A flag for a modern Australia.

When the King of England approved the Australian flag, we inherited a defaced British Blue Ensign to represent us. But these days our British colonial flag represents less and less of the true breadth and diversity of the Australian community.

We're a country forged by pioneers working for a better life for ourselves and our families. From the first Australians arriving sixty thousand years ago, to our newest Australians arriving from across the globe, we all call Australia home.

We're stronger because of our diversity, not without it. We're united not by a common ancestry, but a common effort to build a better nation together.

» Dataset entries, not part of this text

//! Simulated collaborator clients
//!
//! Deterministic in-process fakes for the broker, LLM, and market-data
//! contracts. Each client carries a scriptable failure queue (errors are
//! returned in order before calls start succeeding) and records the
//! idempotency keys it sees, which lets tests assert retry and idempotency
//! behavior without any network.

use std::collections::VecDeque;
use std::sync::atomic::{AtomicU64, Ordering};
use std::time::Duration;

use async_trait::async_trait;
use chrono::Utc;
use parking_lot::Mutex;

use tradeloop_contracts::{
    AnalysisOutcome, AnalysisRequest, Balance, BrokerClient, ClientError, EarningsReport,
    Fundamentals, Holding, IdempotencyKey, LlmClient, MarketDataClient, NewsItem, OptionChain,
    OptionQuote, OrderAck, OrderRequest, Position, TokenUsage,
};

/// Shared scripting state for a simulated client
struct SimBehavior {
    /// Errors handed out before calls succeed, in order
    script: Mutex<VecDeque<ClientError>>,
    /// Artificial latency per call
    latency: Mutex<Duration>,
    calls: AtomicU64,
}

impl SimBehavior {
    fn new() -> Self {
        Self {
            script: Mutex::new(VecDeque::new()),
            latency: Mutex::new(Duration::ZERO),
            calls: AtomicU64::new(0),
        }
    }

    fn push_failures(&self, count: u32, error: ClientError) {
        let mut script = self.script.lock();
        for _ in 0..count {
            script.push_back(error.clone());
        }
    }

    async fn call(&self) -> Result<(), ClientError> {
        self.calls.fetch_add(1, Ordering::SeqCst);
        let latency = *self.latency.lock();
        if !latency.is_zero() {
            tokio::time::sleep(latency).await;
        }
        match self.script.lock().pop_front() {
            Some(err) => Err(err),
            None => Ok(()),
        }
    }

    fn call_count(&self) -> u64 {
        self.calls.load(Ordering::SeqCst)
    }
}

// =============================================================================
// Broker
// =============================================================================

/// Simulated broker with a small static book
pub struct SimBroker {
    behavior: SimBehavior,
    positions: Mutex<Vec<Position>>,
    balances: Mutex<Vec<Balance>>,
    order_keys: Mutex<Vec<IdempotencyKey>>,
}

impl SimBroker {
    pub fn new() -> Self {
        Self {
            behavior: SimBehavior::new(),
            positions: Mutex::new(vec![
                Position {
                    symbol: "ACME".into(),
                    quantity: 100.0,
                    avg_price: 95.0,
                    last_price: 102.0,
                },
                Position {
                    symbol: "GLOBEX".into(),
                    quantity: 50.0,
                    avg_price: 210.0,
                    last_price: 198.5,
                },
            ]),
            balances: Mutex::new(vec![Balance {
                currency: "INR".into(),
                cash: 250_000.0,
                margin_available: 500_000.0,
            }]),
            order_keys: Mutex::new(vec![]),
        }
    }

    /// Fail the next `count` calls with `error`, then succeed
    pub fn fail_next(&self, count: u32, error: ClientError) {
        self.behavior.push_failures(count, error);
    }

    pub fn set_latency(&self, latency: Duration) {
        *self.behavior.latency.lock() = latency;
    }

    pub fn set_positions(&self, positions: Vec<Position>) {
        *self.positions.lock() = positions;
    }

    pub fn set_balances(&self, balances: Vec<Balance>) {
        *self.balances.lock() = balances;
    }

    pub fn call_count(&self) -> u64 {
        self.behavior.call_count()
    }

    /// Idempotency keys seen by `place_order`
    pub fn recorded_order_keys(&self) -> Vec<IdempotencyKey> {
        self.order_keys.lock().clone()
    }
}

impl Default for SimBroker {
    fn default() -> Self {
        Self::new()
    }
}

#[async_trait]
impl BrokerClient for SimBroker {
    async fn place_order(
        &self,
        key: IdempotencyKey,
        _order: OrderRequest,
    ) -> Result<OrderAck, ClientError> {
        self.behavior.call().await?;
        self.order_keys.lock().push(key.clone());

        // A replayed key acks the same order id without re-applying
        Ok(OrderAck {
            order_id: format!("sim-{key}"),
            accepted_at: Utc::now(),
        })
    }

    async fn get_holdings(&self, _account_id: &str) -> Result<Vec<Holding>, ClientError> {
        self.behavior.call().await?;
        Ok(self
            .positions
            .lock()
            .iter()
            .map(|p| Holding {
                symbol: p.symbol.clone(),
                quantity: p.quantity,
                isin: None,
            })
            .collect())
    }

    async fn get_positions(&self, _account_id: &str) -> Result<Vec<Position>, ClientError> {
        self.behavior.call().await?;
        Ok(self.positions.lock().clone())
    }

    async fn get_balances(&self, _account_id: &str) -> Result<Vec<Balance>, ClientError> {
        self.behavior.call().await?;
        Ok(self.balances.lock().clone())
    }
}

// =============================================================================
// LLM
// =============================================================================

/// Simulated LLM returning a canned analysis
pub struct SimLlm {
    behavior: SimBehavior,
    response: Mutex<serde_json::Value>,
    usage: Mutex<TokenUsage>,
}

impl SimLlm {
    pub fn new() -> Self {
        Self {
            behavior: SimBehavior::new(),
            response: Mutex::new(serde_json::json!({
                "action": "hold",
                "confidence": 0.62,
                "rationale": "simulated analysis",
            })),
            usage: Mutex::new(TokenUsage {
                input_tokens: 850,
                output_tokens: 210,
            }),
        }
    }

    pub fn fail_next(&self, count: u32, error: ClientError) {
        self.behavior.push_failures(count, error);
    }

    pub fn set_latency(&self, latency: Duration) {
        *self.behavior.latency.lock() = latency;
    }

    pub fn set_response(&self, response: serde_json::Value) {
        *self.response.lock() = response;
    }

    pub fn call_count(&self) -> u64 {
        self.behavior.call_count()
    }
}

impl Default for SimLlm {
    fn default() -> Self {
        Self::new()
    }
}

#[async_trait]
impl LlmClient for SimLlm {
    async fn analyze(&self, _request: AnalysisRequest) -> Result<AnalysisOutcome, ClientError> {
        self.behavior.call().await?;
        Ok(AnalysisOutcome {
            content: self.response.lock().clone(),
            usage: *self.usage.lock(),
        })
    }
}

// =============================================================================
// Market data
// =============================================================================

/// Simulated news/earnings/fundamentals feed
pub struct SimMarketData {
    behavior: SimBehavior,
}

impl SimMarketData {
    pub fn new() -> Self {
        Self {
            behavior: SimBehavior::new(),
        }
    }

    pub fn fail_next(&self, count: u32, error: ClientError) {
        self.behavior.push_failures(count, error);
    }

    pub fn set_latency(&self, latency: Duration) {
        *self.behavior.latency.lock() = latency;
    }

    pub fn call_count(&self) -> u64 {
        self.behavior.call_count()
    }
}

impl Default for SimMarketData {
    fn default() -> Self {
        Self::new()
    }
}

#[async_trait]
impl MarketDataClient for SimMarketData {
    async fn fetch_news(
        &self,
        symbols: &[String],
        _lookback_hours: u32,
    ) -> Result<Vec<NewsItem>, ClientError> {
        self.behavior.call().await?;
        Ok(symbols
            .iter()
            .map(|symbol| NewsItem {
                symbol: symbol.clone(),
                headline: format!("{symbol} announces quarterly results"),
                summary: format!("Simulated coverage for {symbol}."),
                published_at: Utc::now(),
                url: None,
            })
            .collect())
    }

    async fn fetch_earnings(&self, symbol: &str) -> Result<EarningsReport, ClientError> {
        self.behavior.call().await?;
        Ok(EarningsReport {
            symbol: symbol.to_string(),
            period: "Q1".into(),
            revenue: 1_250_000_000.0,
            net_income: 180_000_000.0,
            eps: 12.4,
            reported_at: Utc::now(),
        })
    }

    async fn fetch_fundamentals(&self, symbol: &str) -> Result<Fundamentals, ClientError> {
        self.behavior.call().await?;
        Ok(Fundamentals {
            symbol: symbol.to_string(),
            market_cap: 48_000_000_000.0,
            pe_ratio: Some(24.6),
            dividend_yield: Some(0.011),
            sector: "Industrials".into(),
        })
    }

    async fn fetch_option_chain(
        &self,
        symbol: &str,
        expiry: Option<&str>,
    ) -> Result<OptionChain, ClientError> {
        self.behavior.call().await?;
        Ok(OptionChain {
            symbol: symbol.to_string(),
            expiry: expiry.unwrap_or("next-month").to_string(),
            quotes: vec![
                OptionQuote {
                    strike: 100.0,
                    call_bid: 4.1,
                    call_ask: 4.4,
                    put_bid: 2.0,
                    put_ask: 2.2,
                },
                OptionQuote {
                    strike: 105.0,
                    call_bid: 1.9,
                    call_ask: 2.1,
                    put_bid: 4.6,
                    put_ask: 4.9,
                },
            ],
        })
    }
}

#[cfg(test)]
mod tests {
    use super::*;

    #[tokio::test]
    async fn test_scripted_failures_then_success() {
        let broker = SimBroker::new();
        broker.fail_next(2, ClientError::Transient("503".into()));

        assert!(broker.get_balances("a1").await.is_err());
        assert!(broker.get_balances("a1").await.is_err());
        assert!(broker.get_balances("a1").await.is_ok());
        assert_eq!(broker.call_count(), 3);
    }

    #[tokio::test]
    async fn test_order_keys_recorded() {
        let broker = SimBroker::new();
        let key = IdempotencyKey::new("task-1");
        broker
            .place_order(
                key.clone(),
                OrderRequest {
                    symbol: "ACME".into(),
                    side: tradeloop_contracts::OrderSide::Buy,
                    quantity: 10.0,
                    limit_price: None,
                },
            )
            .await
            .unwrap();
        assert_eq!(broker.recorded_order_keys(), vec![key]);
    }

    #[tokio::test]
    async fn test_llm_canned_response() {
        let llm = SimLlm::new();
        llm.set_response(serde_json::json!({"action": "buy"}));
        let outcome = llm
            .analyze(AnalysisRequest {
                prompt: "test".into(),
                context: serde_json::json!({}),
                max_tokens: 512,
            })
            .await
            .unwrap();
        assert_eq!(outcome.content["action"], "buy");
        assert!(outcome.usage.total() > 0);
    }

    #[tokio::test]
    async fn test_market_data_shapes() {
        let data = SimMarketData::new();
        let news = data
            .fetch_news(&["ACME".into(), "GLOBEX".into()], 24)
            .await
            .unwrap();
        assert_eq!(news.len(), 2);

        let chain = data.fetch_option_chain("ACME", None).await.unwrap();
        assert_eq!(chain.quotes.len(), 2);
    }
}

It's time for a strong symbol of unity for all Australians:

The Unity Flag

The Unity Flag

Drawn from Australia

Its elements feel familiar, honouring the flag of the last century. Adding to this, we introduce a chevron, a golden boomerang, pointing to a brighter dawn.

A federation star on our starry blue night, to reflect our rich history. A golden chevron / boomerang points towards the fly. In the corners, bright light to symbolise the daybreak, our future.

First Australians First

Federation brought the states of Australia together, but it was a process that left out Australia's first peoples. Adding a first point for First Australians, we continue our progress to a united Australia, and recognise the worlds oldest continuous culture, like we should in our Constitution. A federation star of eight points, one for First Australians, one for Australian Territories, and one to represent the Six States of Australia.

Eight Pointed Star?

Did you know? Fifty years before our seven pointed star, the eight pointed star became one of our oldest symbols of Australian democracy and Australian independence.

The flag in Action

The Unity Flag is a recognisable symbol seen across a stadium and stitched onto our bags. It provides a strong set of colours, and a graphic style that becomes uniquely Australian:

Does this check out?

Flags need to meet a few basic design principles to work.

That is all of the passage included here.